**Work task**
Your answer should consist of all lines in the listing that hold the word "trimmed".

**Provided information**
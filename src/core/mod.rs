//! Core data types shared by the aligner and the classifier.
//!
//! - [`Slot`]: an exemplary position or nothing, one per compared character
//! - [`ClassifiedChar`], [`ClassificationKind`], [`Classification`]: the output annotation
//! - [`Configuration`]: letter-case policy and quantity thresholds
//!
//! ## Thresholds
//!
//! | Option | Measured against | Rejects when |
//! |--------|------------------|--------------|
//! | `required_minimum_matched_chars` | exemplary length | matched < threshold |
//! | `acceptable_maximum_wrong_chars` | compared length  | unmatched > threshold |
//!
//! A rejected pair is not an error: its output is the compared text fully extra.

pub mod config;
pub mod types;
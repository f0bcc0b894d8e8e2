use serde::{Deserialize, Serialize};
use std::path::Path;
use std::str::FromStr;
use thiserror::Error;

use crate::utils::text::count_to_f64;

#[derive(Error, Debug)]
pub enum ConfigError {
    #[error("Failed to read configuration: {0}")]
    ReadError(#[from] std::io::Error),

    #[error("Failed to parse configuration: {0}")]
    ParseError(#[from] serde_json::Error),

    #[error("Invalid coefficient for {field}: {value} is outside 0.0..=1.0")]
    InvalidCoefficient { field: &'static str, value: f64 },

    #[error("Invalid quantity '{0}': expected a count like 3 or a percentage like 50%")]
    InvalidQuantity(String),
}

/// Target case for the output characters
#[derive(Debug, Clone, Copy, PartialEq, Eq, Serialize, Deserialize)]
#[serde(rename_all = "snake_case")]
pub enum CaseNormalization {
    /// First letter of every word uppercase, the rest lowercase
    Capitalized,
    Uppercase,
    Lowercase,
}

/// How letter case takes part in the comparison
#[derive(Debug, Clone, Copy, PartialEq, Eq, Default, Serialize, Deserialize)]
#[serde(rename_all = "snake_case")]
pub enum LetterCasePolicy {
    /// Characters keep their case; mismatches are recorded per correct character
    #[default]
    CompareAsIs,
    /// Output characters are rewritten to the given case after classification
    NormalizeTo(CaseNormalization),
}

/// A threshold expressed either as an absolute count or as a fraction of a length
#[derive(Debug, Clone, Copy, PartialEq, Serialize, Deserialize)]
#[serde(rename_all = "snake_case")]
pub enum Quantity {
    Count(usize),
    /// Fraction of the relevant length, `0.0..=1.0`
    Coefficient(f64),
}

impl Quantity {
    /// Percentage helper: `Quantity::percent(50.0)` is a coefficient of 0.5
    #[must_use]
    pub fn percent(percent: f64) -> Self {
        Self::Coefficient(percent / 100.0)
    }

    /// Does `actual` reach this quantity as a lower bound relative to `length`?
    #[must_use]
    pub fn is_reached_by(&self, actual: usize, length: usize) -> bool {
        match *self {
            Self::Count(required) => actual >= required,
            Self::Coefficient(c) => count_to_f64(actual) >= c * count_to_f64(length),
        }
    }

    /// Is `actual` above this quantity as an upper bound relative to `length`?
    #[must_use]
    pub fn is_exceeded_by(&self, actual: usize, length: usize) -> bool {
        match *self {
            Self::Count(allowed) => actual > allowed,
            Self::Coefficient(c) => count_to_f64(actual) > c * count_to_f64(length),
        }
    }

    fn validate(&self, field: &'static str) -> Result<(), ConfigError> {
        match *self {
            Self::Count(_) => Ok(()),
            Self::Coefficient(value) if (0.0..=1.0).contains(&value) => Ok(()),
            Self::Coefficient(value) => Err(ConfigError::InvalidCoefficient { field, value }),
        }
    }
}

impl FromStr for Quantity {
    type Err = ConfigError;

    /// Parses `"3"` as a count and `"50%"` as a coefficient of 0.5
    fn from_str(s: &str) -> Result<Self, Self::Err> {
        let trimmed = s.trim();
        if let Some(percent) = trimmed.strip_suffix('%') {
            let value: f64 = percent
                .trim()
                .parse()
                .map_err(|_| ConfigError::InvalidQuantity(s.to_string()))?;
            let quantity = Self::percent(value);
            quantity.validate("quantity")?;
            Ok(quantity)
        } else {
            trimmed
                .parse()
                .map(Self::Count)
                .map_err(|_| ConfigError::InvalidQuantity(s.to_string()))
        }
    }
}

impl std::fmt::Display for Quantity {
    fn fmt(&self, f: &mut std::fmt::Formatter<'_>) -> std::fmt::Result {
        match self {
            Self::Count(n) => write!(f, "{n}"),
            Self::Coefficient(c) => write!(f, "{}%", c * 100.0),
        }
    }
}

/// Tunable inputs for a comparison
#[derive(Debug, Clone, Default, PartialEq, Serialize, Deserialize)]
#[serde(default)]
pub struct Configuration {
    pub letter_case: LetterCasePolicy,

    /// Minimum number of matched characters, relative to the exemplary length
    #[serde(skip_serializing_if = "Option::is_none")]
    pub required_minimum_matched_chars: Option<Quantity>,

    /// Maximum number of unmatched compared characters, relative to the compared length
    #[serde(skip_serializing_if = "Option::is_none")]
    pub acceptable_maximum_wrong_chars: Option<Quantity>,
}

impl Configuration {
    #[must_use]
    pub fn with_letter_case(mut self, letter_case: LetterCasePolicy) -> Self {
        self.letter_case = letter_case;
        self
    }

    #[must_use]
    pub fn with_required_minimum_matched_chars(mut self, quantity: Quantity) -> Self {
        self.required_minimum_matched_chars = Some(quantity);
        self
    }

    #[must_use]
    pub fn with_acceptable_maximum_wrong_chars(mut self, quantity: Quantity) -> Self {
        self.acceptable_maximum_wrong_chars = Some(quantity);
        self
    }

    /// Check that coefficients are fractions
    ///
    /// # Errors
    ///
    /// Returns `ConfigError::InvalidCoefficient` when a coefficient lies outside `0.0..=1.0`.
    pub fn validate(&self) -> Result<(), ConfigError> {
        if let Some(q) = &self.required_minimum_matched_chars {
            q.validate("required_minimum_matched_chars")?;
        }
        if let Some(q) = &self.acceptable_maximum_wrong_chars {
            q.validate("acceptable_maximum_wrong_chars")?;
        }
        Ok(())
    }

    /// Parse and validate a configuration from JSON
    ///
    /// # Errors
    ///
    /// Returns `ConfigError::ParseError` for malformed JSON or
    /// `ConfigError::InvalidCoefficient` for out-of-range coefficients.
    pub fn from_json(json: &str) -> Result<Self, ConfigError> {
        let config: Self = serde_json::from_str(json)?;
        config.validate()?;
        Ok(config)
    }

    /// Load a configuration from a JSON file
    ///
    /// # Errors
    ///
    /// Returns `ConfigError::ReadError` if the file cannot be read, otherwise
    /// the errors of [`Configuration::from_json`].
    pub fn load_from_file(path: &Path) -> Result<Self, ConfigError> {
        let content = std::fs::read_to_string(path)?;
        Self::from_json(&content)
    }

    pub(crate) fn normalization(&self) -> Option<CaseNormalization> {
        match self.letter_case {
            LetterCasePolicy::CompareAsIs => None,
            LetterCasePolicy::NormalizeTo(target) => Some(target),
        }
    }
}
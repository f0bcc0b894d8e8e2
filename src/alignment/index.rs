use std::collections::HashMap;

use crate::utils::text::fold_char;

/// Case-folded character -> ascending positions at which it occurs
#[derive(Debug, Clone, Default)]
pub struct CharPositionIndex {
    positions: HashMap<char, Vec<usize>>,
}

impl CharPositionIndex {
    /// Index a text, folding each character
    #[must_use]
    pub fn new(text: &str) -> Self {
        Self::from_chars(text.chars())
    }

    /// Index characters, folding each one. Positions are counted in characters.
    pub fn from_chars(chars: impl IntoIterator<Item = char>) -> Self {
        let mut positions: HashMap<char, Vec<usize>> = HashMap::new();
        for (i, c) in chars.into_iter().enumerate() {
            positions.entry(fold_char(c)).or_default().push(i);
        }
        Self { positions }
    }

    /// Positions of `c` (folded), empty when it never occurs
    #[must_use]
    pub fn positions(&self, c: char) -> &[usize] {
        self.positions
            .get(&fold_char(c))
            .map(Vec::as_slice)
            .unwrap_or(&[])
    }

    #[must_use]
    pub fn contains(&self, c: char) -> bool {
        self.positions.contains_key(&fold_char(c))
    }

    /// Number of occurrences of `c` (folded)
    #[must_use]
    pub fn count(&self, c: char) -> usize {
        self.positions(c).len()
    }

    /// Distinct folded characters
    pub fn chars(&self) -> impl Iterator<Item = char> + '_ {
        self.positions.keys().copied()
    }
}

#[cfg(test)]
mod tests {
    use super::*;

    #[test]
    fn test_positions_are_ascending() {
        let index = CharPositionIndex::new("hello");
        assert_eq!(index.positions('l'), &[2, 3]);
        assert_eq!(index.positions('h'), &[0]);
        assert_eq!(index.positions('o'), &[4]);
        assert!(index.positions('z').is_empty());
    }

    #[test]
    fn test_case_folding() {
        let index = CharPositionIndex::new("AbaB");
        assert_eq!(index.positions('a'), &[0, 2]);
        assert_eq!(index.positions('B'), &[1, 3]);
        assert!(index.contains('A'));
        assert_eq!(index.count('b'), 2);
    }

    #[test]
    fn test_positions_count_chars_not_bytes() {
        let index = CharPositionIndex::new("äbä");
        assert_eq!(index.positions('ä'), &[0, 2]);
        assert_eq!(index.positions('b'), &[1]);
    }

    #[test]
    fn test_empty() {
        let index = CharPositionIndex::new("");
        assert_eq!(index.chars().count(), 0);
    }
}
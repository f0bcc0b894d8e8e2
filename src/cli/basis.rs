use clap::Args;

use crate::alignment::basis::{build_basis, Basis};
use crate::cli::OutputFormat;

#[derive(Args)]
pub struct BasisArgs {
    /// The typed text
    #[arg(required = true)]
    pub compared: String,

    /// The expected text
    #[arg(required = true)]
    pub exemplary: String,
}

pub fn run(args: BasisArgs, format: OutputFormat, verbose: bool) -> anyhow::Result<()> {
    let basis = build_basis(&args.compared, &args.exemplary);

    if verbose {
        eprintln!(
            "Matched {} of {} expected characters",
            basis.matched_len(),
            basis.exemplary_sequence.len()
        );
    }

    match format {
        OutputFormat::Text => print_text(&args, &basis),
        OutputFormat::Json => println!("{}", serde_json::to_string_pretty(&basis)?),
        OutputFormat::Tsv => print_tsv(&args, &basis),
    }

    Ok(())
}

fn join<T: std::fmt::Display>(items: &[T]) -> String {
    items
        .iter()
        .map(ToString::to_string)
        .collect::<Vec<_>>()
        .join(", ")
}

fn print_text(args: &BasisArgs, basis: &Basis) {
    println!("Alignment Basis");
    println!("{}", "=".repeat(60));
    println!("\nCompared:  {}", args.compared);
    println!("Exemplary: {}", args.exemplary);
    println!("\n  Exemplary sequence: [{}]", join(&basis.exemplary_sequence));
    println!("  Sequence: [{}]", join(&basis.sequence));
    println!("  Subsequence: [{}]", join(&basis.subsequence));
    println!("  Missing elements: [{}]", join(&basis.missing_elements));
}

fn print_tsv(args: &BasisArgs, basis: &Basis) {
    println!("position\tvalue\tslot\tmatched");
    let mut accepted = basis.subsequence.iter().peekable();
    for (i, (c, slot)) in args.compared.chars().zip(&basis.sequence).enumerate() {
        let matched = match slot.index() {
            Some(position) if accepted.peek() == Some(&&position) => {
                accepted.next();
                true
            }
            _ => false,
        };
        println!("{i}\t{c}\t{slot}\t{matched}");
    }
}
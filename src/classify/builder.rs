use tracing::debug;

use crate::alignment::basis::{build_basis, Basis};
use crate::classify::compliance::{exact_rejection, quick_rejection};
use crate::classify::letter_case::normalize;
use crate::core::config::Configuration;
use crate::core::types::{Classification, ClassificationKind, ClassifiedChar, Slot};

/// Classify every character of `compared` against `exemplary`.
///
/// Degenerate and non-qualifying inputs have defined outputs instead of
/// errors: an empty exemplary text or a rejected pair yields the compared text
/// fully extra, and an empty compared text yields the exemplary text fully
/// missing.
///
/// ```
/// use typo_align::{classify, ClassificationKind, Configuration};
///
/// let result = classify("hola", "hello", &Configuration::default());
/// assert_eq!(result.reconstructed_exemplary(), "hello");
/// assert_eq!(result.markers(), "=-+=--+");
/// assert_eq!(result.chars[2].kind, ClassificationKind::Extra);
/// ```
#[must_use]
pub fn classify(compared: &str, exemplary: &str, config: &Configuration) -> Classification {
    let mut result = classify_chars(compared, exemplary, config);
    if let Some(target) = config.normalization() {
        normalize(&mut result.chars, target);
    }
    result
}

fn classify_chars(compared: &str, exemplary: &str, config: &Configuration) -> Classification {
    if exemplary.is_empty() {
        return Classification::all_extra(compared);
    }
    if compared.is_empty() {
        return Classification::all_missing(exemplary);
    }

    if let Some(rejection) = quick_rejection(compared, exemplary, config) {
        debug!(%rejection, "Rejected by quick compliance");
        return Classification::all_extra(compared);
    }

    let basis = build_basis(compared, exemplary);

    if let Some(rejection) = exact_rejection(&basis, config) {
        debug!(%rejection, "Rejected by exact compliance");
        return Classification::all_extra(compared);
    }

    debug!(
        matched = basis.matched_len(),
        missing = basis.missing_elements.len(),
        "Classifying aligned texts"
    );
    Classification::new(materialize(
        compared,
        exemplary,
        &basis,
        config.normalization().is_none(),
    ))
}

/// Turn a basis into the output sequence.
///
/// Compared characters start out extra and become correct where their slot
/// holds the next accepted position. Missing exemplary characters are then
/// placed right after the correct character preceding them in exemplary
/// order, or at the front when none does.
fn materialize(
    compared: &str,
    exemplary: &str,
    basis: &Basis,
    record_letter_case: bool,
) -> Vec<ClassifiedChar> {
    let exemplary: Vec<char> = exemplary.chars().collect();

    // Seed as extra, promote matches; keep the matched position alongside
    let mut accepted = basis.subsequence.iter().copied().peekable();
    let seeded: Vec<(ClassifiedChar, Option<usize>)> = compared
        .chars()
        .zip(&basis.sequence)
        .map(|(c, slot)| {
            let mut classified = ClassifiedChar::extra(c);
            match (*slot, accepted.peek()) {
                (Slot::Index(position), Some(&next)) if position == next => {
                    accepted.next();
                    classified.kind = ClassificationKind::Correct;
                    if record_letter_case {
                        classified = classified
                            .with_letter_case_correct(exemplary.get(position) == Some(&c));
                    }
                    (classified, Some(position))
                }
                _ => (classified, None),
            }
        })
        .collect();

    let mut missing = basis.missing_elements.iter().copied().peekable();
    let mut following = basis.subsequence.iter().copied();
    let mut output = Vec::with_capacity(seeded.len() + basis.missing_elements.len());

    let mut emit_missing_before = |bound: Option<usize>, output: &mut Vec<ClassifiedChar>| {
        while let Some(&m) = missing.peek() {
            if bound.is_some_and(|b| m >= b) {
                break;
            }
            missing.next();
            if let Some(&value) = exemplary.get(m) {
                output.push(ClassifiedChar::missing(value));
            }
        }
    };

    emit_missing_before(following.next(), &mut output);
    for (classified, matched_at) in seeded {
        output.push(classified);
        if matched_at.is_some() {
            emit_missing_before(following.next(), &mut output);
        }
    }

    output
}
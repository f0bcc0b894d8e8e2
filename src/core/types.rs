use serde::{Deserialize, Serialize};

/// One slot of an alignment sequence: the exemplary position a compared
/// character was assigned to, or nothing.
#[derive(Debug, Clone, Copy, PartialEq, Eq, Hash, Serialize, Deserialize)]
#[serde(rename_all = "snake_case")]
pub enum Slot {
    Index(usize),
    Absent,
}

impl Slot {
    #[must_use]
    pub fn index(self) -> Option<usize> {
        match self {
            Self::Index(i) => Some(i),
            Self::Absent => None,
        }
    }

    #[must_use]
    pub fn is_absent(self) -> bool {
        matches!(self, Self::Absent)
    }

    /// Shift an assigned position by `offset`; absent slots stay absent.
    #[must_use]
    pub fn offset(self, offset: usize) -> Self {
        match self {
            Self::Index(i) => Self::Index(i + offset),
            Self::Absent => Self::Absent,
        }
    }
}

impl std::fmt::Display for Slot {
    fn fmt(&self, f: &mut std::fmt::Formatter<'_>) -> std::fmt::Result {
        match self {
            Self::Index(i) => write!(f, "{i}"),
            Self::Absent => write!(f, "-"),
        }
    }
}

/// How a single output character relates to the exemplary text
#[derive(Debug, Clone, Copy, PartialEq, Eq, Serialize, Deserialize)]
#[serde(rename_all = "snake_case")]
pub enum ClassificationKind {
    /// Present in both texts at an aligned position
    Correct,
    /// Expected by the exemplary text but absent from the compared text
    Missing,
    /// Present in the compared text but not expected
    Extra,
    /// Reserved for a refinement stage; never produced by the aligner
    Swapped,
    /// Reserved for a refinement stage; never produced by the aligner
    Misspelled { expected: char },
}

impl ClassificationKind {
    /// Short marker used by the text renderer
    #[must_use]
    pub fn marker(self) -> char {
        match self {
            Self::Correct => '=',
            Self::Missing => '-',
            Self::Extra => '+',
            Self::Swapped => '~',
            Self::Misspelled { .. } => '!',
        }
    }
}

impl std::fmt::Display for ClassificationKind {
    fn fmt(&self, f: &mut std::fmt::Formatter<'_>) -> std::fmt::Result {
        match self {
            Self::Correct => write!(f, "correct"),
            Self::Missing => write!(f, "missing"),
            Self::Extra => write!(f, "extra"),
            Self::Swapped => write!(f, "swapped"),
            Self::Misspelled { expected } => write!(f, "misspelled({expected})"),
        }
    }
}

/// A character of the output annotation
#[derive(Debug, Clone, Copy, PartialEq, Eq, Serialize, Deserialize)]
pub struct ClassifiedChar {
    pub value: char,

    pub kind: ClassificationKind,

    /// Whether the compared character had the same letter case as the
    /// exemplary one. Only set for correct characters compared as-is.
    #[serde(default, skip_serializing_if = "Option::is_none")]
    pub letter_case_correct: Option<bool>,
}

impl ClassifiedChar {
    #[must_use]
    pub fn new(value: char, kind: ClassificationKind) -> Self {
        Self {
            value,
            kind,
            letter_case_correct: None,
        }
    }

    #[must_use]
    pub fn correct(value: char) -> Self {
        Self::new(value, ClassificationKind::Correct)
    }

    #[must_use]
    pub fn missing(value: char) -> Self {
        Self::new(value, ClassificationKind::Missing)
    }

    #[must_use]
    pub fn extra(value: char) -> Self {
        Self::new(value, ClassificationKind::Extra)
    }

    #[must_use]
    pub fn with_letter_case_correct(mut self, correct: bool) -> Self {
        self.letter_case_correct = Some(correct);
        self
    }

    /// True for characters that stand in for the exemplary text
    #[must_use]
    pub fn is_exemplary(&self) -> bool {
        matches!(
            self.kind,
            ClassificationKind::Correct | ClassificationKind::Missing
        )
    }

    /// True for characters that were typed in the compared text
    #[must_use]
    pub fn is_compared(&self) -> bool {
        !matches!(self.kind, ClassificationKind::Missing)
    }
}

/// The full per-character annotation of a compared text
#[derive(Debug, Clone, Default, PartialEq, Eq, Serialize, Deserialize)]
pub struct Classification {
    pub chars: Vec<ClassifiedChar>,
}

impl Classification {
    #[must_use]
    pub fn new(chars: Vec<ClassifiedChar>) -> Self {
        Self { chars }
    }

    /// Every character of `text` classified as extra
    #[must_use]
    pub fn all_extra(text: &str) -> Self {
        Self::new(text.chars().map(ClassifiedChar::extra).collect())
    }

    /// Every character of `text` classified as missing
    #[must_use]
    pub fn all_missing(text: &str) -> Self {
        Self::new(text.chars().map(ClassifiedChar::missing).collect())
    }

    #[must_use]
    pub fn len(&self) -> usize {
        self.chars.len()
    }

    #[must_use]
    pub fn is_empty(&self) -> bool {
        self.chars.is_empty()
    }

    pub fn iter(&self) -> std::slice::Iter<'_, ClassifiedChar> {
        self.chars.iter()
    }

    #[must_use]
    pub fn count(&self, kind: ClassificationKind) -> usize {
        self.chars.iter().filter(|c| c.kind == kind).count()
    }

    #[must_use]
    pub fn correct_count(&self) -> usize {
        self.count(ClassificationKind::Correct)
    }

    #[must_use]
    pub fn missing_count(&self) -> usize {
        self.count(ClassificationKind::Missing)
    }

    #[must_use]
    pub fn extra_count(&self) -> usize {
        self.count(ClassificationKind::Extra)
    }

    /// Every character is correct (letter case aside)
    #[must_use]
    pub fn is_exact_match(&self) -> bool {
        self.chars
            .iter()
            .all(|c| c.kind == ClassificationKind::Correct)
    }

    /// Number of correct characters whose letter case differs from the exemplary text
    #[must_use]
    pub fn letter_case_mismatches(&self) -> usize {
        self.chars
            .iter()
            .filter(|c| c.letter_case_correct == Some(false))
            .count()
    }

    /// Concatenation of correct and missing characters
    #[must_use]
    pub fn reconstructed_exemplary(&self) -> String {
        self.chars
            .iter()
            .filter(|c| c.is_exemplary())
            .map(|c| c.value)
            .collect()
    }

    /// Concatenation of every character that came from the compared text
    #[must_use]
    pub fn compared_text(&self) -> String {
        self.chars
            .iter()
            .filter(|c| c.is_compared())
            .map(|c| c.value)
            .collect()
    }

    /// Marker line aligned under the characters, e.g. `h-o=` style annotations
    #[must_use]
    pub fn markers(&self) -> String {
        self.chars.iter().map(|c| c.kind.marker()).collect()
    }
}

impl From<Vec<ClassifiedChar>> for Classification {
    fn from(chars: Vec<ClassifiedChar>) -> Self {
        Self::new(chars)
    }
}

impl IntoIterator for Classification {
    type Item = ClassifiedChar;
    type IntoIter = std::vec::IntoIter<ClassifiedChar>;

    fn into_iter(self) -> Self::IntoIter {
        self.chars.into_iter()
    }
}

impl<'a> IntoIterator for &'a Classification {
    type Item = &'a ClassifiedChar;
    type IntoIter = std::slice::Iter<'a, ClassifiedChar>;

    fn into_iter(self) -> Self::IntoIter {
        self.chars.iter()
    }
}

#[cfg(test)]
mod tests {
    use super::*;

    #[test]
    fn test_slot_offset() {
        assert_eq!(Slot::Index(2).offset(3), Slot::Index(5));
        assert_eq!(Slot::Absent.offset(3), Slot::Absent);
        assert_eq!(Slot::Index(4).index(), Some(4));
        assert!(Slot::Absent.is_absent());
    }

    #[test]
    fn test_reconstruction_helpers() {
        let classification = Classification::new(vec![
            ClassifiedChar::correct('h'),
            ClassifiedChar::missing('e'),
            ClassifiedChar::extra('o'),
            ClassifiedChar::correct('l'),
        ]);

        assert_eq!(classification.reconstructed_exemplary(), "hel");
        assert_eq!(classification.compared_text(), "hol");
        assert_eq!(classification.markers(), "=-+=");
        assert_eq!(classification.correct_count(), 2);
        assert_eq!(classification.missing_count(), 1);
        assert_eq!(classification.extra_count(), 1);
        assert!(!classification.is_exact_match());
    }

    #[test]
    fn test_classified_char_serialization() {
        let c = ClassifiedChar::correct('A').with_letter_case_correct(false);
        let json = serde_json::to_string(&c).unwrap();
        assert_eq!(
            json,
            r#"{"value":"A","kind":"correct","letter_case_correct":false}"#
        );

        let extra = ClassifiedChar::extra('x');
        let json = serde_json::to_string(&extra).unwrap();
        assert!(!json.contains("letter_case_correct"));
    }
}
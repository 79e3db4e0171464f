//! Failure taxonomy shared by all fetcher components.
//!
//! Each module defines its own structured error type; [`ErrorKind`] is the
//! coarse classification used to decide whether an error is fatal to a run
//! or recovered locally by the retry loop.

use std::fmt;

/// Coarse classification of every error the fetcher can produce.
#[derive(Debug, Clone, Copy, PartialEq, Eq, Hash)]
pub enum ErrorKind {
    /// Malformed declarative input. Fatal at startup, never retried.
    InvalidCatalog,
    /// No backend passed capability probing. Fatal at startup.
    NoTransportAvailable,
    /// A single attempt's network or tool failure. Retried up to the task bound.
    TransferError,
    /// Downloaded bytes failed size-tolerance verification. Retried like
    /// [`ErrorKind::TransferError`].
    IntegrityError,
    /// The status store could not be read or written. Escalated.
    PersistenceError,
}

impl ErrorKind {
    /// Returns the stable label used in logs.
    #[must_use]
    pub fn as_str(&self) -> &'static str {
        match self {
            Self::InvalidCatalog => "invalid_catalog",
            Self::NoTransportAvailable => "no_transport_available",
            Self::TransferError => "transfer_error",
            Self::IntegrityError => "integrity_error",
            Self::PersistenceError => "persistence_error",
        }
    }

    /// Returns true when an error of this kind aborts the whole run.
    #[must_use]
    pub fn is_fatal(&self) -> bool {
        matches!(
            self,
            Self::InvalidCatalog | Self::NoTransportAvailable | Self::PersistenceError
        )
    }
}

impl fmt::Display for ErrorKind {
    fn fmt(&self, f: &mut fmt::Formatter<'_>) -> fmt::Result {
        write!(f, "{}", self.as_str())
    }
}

**Task solution**
        let trimmed = s.trim();
        if let Some(percent) = trimmed.strip_suffix('%') {
            trimmed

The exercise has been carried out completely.